2.3.2 Hybrid Systems

As already discussed in Chapter 1.1, in coupled discrete-continuum or hybrid systems with non-homogenisation scale, the REV approach is not valid for the discrete conduit system. Therefore, hybrid models, which combine aspects of discrete, and continuum models were suggested to simulate (reactive) transport in such domains. As such, the discrete part of a hybrid model could explicitly account for effects of individual conduits on fluid flow and solute transport (Ghogomu & Therrien 2000), which continuum models could not account for.
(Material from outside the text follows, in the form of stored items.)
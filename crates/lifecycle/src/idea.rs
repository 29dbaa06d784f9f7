//! A single research idea and its recorded stage history.

use chrono::Duration;
use serde::{Deserialize, Serialize};
use types::{ActionId, AnalystId, IdeaId, IdeaStage, SecurityId, Timestamp};

use crate::error::{LifecycleError, Result};
use crate::policy::LifecyclePolicy;

/// One recorded stage change.
#[derive(Debug, Clone, PartialEq, Eq, Serialize, Deserialize)]
pub struct StageChange {
    pub from: IdeaStage,
    pub to: IdeaStage,
    pub at: Timestamp,
    /// Action that caused the change, if any.
    pub action: Option<ActionId>,
}

/// Per-security thesis owned by one analyst for its whole life.
#[derive(Debug, Clone, PartialEq, Eq, Serialize, Deserialize)]
pub struct Idea {
    id: IdeaId,
    security_id: SecurityId,
    opened_at: Timestamp,
    stage: IdeaStage,
    entered_stage_at: Timestamp,
    min_stage_duration: Duration,
    history: Vec<StageChange>,
}

impl Idea {
    /// Open a new idea in the NewIdea stage.
    pub fn open(
        id: IdeaId,
        security_id: impl Into<SecurityId>,
        opened_at: Timestamp,
        min_stage_duration: Duration,
    ) -> Self {
        Self {
            id,
            security_id: security_id.into(),
            opened_at,
            stage: IdeaStage::NewIdea,
            entered_stage_at: opened_at,
            min_stage_duration: min_stage_duration.max(Duration::zero()),
            history: Vec::new(),
        }
    }

    pub fn id(&self) -> IdeaId {
        self.id
    }

    pub fn analyst(&self) -> AnalystId {
        self.id.analyst
    }

    pub fn security_id(&self) -> &str {
        &self.security_id
    }

    pub fn opened_at(&self) -> Timestamp {
        self.opened_at
    }

    pub fn stage(&self) -> IdeaStage {
        self.stage
    }

    pub fn entered_stage_at(&self) -> Timestamp {
        self.entered_stage_at
    }

    pub fn history(&self) -> &[StageChange] {
        &self.history
    }

    /// Non-terminal ideas count against coverage capacity.
    pub fn is_open(&self) -> bool {
        !self.stage.is_terminal()
    }

    /// Earliest instant the current stage may be left.
    pub fn ready_at(&self) -> Timestamp {
        self.entered_stage_at + self.min_stage_duration
    }

    pub fn is_ready(&self, now: Timestamp) -> bool {
        now >= self.ready_at()
    }

    /// Stages visited so far, starting with NewIdea.
    pub fn path(&self) -> Vec<IdeaStage> {
        std::iter::once(IdeaStage::NewIdea)
            .chain(self.history.iter().map(|c| c.to))
            .collect()
    }

    /// Attempt a stage transition.
    ///
    /// On success the idea enters `to` at `at`, with `next_min_duration` as
    /// the minimum time before it may move again. On failure the idea is
    /// left untouched.
    pub fn transition(
        &mut self,
        to: IdeaStage,
        at: Timestamp,
        action: Option<ActionId>,
        next_min_duration: Duration,
        policy: &LifecyclePolicy,
    ) -> Result<&StageChange> {
        let from = self.stage;
        if from.is_terminal() {
            return Err(LifecycleError::Terminal {
                idea: self.id,
                stage: from,
            });
        }
        if !policy.allows(from, to) {
            return Err(LifecycleError::IllegalTransition {
                idea: self.id,
                from,
                to,
            });
        }
        if !self.is_ready(at) {
            return Err(LifecycleError::TooEarly {
                idea: self.id,
                stage: from,
                ready_at: self.ready_at(),
                attempted_at: at,
            });
        }
        if from == IdeaStage::Active && to == IdeaStage::Exit && action.is_none() {
            return Err(LifecycleError::MissingClosingAction { idea: self.id });
        }

        self.stage = to;
        self.entered_stage_at = at;
        self.min_stage_duration = if to.is_terminal() {
            Duration::zero()
        } else {
            next_min_duration.max(Duration::zero())
        };
        self.history.push(StageChange {
            from,
            to,
            at,
            action,
        });
        Ok(&self.history[self.history.len() - 1])
    }
}

#[cfg(test)]
mod tests {
    use super::*;
    use chrono::{TimeZone, Utc};

    fn t(day: u32) -> Timestamp {
        Utc.with_ymd_and_hms(2023, 5, day, 9, 0, 0).unwrap()
    }

    fn idea() -> Idea {
        Idea::open(IdeaId::new(AnalystId(1), 1), "AAA", t(1), Duration::days(2))
    }

    #[test]
    fn test_full_lifecycle() {
        let policy = LifecyclePolicy::default();
        let mut idea = idea();
        idea.transition(IdeaStage::Wip, t(3), Some(ActionId(2)), Duration::days(5), &policy)
            .unwrap();
        idea.transition(IdeaStage::Active, t(8), Some(ActionId(3)), Duration::days(10), &policy)
            .unwrap();
        idea.transition(IdeaStage::Exit, t(20), Some(ActionId(4)), Duration::zero(), &policy)
            .unwrap();
        assert!(!idea.is_open());
        assert_eq!(
            idea.path(),
            vec![IdeaStage::NewIdea, IdeaStage::Wip, IdeaStage::Active, IdeaStage::Exit]
        );
    }

    #[test]
    fn test_too_early_leaves_idea_unchanged() {
        let policy = LifecyclePolicy::default();
        let mut idea = idea();
        let before = idea.clone();
        let err = idea
            .transition(IdeaStage::Wip, t(2), None, Duration::days(1), &policy)
            .unwrap_err();
        assert!(matches!(err, LifecycleError::TooEarly { .. }));
        assert_eq!(idea, before);
    }

    #[test]
    fn test_exit_requires_closing_action() {
        let policy = LifecyclePolicy::default();
        let mut idea = Idea::open(IdeaId::new(AnalystId(1), 1), "AAA", t(1), Duration::zero());
        idea.transition(IdeaStage::Wip, t(1), None, Duration::zero(), &policy)
            .unwrap();
        idea.transition(IdeaStage::Active, t(1), None, Duration::zero(), &policy)
            .unwrap();
        let id = idea.id();
        let before = idea.clone();
        assert_eq!(
            idea.transition(IdeaStage::Exit, t(2), None, Duration::zero(), &policy),
            Err(LifecycleError::MissingClosingAction { idea: id })
        );
        assert_eq!(idea, before);
    }

    #[test]
    fn test_terminal_is_frozen() {
        let policy = LifecyclePolicy::default();
        let mut idea = Idea::open(IdeaId::new(AnalystId(1), 1), "AAA", t(1), Duration::zero());
        idea.transition(IdeaStage::Wip, t(1), None, Duration::zero(), &policy)
            .unwrap();
        idea.transition(IdeaStage::Pass, t(2), None, Duration::zero(), &policy)
            .unwrap();
        let err = idea
            .transition(IdeaStage::Active, t(3), None, Duration::zero(), &policy)
            .unwrap_err();
        assert!(matches!(err, LifecycleError::Terminal { .. }));
        assert_eq!(idea.history().len(), 2);
    }
}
This is in particular necessary for old mines that are often geometrically complex.

The simplest hybrid model considers flow and transport processes within a single conduit (Berkowitz 2002).

Similarity between simulating flow and transport in underground mines shows that eventually a hybrid approach is necessary to deal with uncertainties and complexity of mine structures. Several methods for estimating the duration of the first flush are briefly described here. The first flush refers essentially to the process of initial displacement of the volume of the mined system through recharged water after completion of rebound or the time that it took for the mine to completely flood following the cessation of pumping (=dr (T)). Prediction of dr is necessary to intercept polluted mine waters before causing damage to the surface environment. dr could theoretically be predicted from mine survey records because it is a function of the void volume of the flooded mined system and the rate of recharge if

• direct measurement of ‘goaf’ areas (collapsed roof strata) in mines were more practical,

• the estimation techniques for that purpose were more reliable and or

• the volume of unmined strata around the mine voids which have been dewatered by mine drainage were more precise known.

However, since, as outlined above, measurement techniques do not or cannot provide precise numbers about the mine void volume, two other types of approximations can be utilised which were in particular acknowledged useful by Younger (2002), namely, the semi-distributed lumped-parameter and the physically-based, distributed models. Semi-distributed lumped-parameter models, also known as ‘pond models’ or ‘box models’, are often sufficiently simple that they can be implemented within a spreadsheet environment. This is possible by reducing the complexity of both mined void volumes and recharge processes through ‘lumping together’ large volumes of extensively-interconnected mine voids as single hydrological units (“ponds”). In general, pond-based rebound models are best applied to relatively large-scale mine systems, such as hundreds to thousands of square kilometre underlying areas (Younger 2002). Physically-based, distributed models regard mines as systems of conduits (representing mine roadway networks / stopes, in which flow may well be turbulent) routed through heterogeneous, variably-saturated porous media (representing the enclosing rockmass, both intact strata and rocks which have fractured in response to mining of voids nearby). However, unlike the ‘pond’

models, these demand numerical methods to find solutions. The mined voids can be mathematically expressed in many ways. One option is to use the Navier-Stokes theory to represent the mine system as a multiple-fracture system. This option is probably the most appropriate when the “conduits” are irregular, planar fractures. Though, in most mined systems, the major conduits are tube-like roadways that are better represented as pipes rather than planar fractures.

Therefore, models like the VSS-NET, a purpose-written code in which a 3-D pipe network formulation (based on the Darcy-Weisbach formula and the Gradient Algorithm network solver) is routed through a 3-D, column-oriented (as opposed to layer-oriented), block-centred finite difference grid that is configured to solve for saturated-unsaturated flows (Younger 2002).